Per review of the hospital's Policy "Guidelines for Vital Signs/PCA Monitoring", rev. 7/20/16, at reference H., Vital signs include temperature, HR; BP; Resp., Room Air or oxygen amount and O2 SAT, and pain level. At reference C,. VS are to be done, "every 4 hours on the medical surgical unit". The hospital's policy "Patient Hourly Rounding" states that patients should be asked "How is your pain?" at hourly rounds. There was no evidence of discussion of possible pain documented under the electronic check indicating that the hourly rounding was completed for this patient..

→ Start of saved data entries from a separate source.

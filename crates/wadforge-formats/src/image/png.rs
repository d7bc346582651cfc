//! PNG through the `image` crate, plus the ZDoom `grAb` offset chunk
//!
//! Pixels always decode to RGBA. Offsets live in a private chunk placed
//! right after `IHDR`: `grAb { i32 x, i32 y }`, big-endian.

use ::image::codecs::png::PngEncoder;
use ::image::{ExtendedColorType, ImageEncoder, ImageFormat};
use wadforge_core::buffer::read;
use wadforge_core::{Confidence, Error, Result};

use super::{Image, ImageInfo, Palette, PixelFormat};
use crate::traits::{ensure_writable, Detect, ImageCodec};

const SIGNATURE: &[u8; 8] = b"\x89PNG\r\n\x1a\n";
/// Signature plus a standard 13-byte IHDR chunk
const IHDR_END: usize = 8 + 8 + 13 + 4;
const GRAB: &[u8; 4] = b"grAb";

#[derive(Debug, Clone, Copy)]
struct Chunk {
    kind: [u8; 4],
    start: usize,
    data_len: usize,
}

impl Chunk {
    fn end(&self) -> usize {
        self.start + 12 + self.data_len
    }

    fn data<'a>(&self, png: &'a [u8]) -> &'a [u8] {
        &png[self.start + 8..self.start + 8 + self.data_len]
    }
}

/// Chunks after the signature, up to the first that does not fit
fn chunks(data: &[u8]) -> Vec<Chunk> {
    let mut out = Vec::new();
    let mut pos = SIGNATURE.len();
    while let (Some(len), Some(kind)) = (read::u32_be(data, pos), read::bytes(data, pos + 4, 4)) {
        let chunk = Chunk {
            kind: [kind[0], kind[1], kind[2], kind[3]],
            start: pos,
            data_len: len as usize,
        };
        if chunk.end() > data.len() {
            break;
        }
        pos = chunk.end();
        out.push(chunk);
        if &chunk.kind == b"IEND" {
            break;
        }
    }
    out
}

fn has_header(data: &[u8]) -> bool {
    data.len() >= IHDR_END && read::magic_at(data, 0, SIGNATURE) && read::magic_at(data, 12, b"IHDR")
}

fn grab_offsets(data: &[u8]) -> Option<(i32, i32)> {
    let chunk = chunks(data).into_iter().find(|c| &c.kind == GRAB && c.data_len >= 8)?;
    let payload = chunk.data(data);
    Some((read::u32_be(payload, 0)? as i32, read::u32_be(payload, 4)? as i32))
}

fn grab_chunk(x: i32, y: i32) -> Vec<u8> {
    let mut body = Vec::with_capacity(12);
    body.extend_from_slice(GRAB);
    body.extend_from_slice(&x.to_be_bytes());
    body.extend_from_slice(&y.to_be_bytes());

    let mut chunk = Vec::with_capacity(20);
    chunk.extend_from_slice(&8u32.to_be_bytes());
    chunk.extend_from_slice(&body);
    chunk.extend_from_slice(&crc32fast::hash(&body).to_be_bytes());
    chunk
}

/// Copy of `data` with any `grAb` chunk replaced by one holding `x`, `y`
fn with_grab(data: &[u8], x: i32, y: i32) -> Result<Vec<u8>> {
    if !has_header(data) {
        return Err(Error::malformed("not a PNG: missing signature or IHDR"));
    }
    let all = chunks(data);
    let ihdr = all
        .first()
        .filter(|c| &c.kind == b"IHDR")
        .ok_or_else(|| Error::truncated(SIGNATURE.len(), 12, data.len() - SIGNATURE.len()).with_context("PNG IHDR chunk"))?;

    let mut out = Vec::with_capacity(data.len() + 20);
    out.extend_from_slice(&data[..ihdr.end()]);
    out.extend_from_slice(&grab_chunk(x, y));

    let mut tail = ihdr.end();
    for chunk in all.iter().skip(1) {
        if &chunk.kind != GRAB {
            out.extend_from_slice(&data[chunk.start..chunk.end()]);
        }
        tail = chunk.end();
    }
    out.extend_from_slice(&data[tail..]);
    Ok(out)
}

/// Portable Network Graphics (`png`)
#[derive(Debug, Default, Clone, Copy)]
pub struct PngCodec;

impl Detect for PngCodec {
    fn id(&self) -> &str {
        "png"
    }

    fn reliability(&self) -> u8 {
        u8::MAX
    }

    fn min_size(&self) -> usize {
        IHDR_END
    }

    fn test(&self, data: &[u8]) -> Confidence {
        if data.len() < IHDR_END || !read::magic_at(data, 0, SIGNATURE) {
            return Confidence::NoMatch;
        }
        if has_header(data) {
            Confidence::Certain
        } else {
            Confidence::Unlikely
        }
    }
}

impl ImageCodec for PngCodec {
    fn name(&self) -> &str {
        "PNG"
    }

    fn extension(&self) -> &str {
        "png"
    }

    fn info(&self, data: &[u8]) -> Result<ImageInfo> {
        if !has_header(data) {
            return Err(Error::malformed("not a PNG: missing signature or IHDR"));
        }
        let (offset_x, offset_y) = grab_offsets(data).unwrap_or_default();
        Ok(ImageInfo {
            width: read::u32_be(data, 16).unwrap_or(0),
            height: read::u32_be(data, 20).unwrap_or(0),
            format: PixelFormat::Rgba,
            offset_x,
            offset_y,
        })
    }

    fn decode(&self, data: &[u8]) -> Result<Image> {
        let info = self.info(data)?;
        let decoded = ::image::load_from_memory_with_format(data, ImageFormat::Png)
            .map_err(|e| Error::malformed(format!("PNG decode failed: {e}")))?
            .to_rgba8();
        let (width, height) = decoded.dimensions();
        let image = Image::rgba(width, height, decoded.into_raw())?;
        Ok(image.with_offsets(info.offset_x, info.offset_y))
    }

    fn target_format(&self) -> Option<PixelFormat> {
        Some(PixelFormat::Rgba)
    }

    fn encode(&self, image: &Image, _palette: Option<&Palette>) -> Result<Vec<u8>> {
        ensure_writable(self, image)?;
        let mut out = Vec::new();
        PngEncoder::new(&mut out)
            .write_image(image.pixels(), image.width(), image.height(), ExtendedColorType::Rgba8)
            .map_err(|e| Error::invalid_operation(format!("PNG encode failed: {e}")))?;

        if (image.offset_x, image.offset_y) == (0, 0) {
            return Ok(out);
        }
        with_grab(&out, image.offset_x, image.offset_y)
    }

    fn set_offsets(&self, data: &[u8], x: i32, y: i32) -> Result<Vec<u8>> {
        with_grab(data, x, y)
    }
}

During interview on the last day of survey, the RN Supervisor for the medical-surgical unit confirmed the lack of evidence of pain assessment for Patient #1 at least every 4 hours, per policy, as well as during the hourly patient rounds.
Tag No.: C0298
Based on staff interview and record review, nurses failed to develop a care plan to address each of the current needs for 1 of 7 patients in the total sample. (Patient #1). Findings include:
Per record review and confirmed by interviews with hospital staff, Patient #1 experienced pain during a 3 day hospitalization and received medication to treat the pain symptoms. The care plan developed for this patient did not address the needs related to pain management, including assessment and treatment of the pain. This care plan omission was confirmed with hospital Nursing and Quality Assurance staff.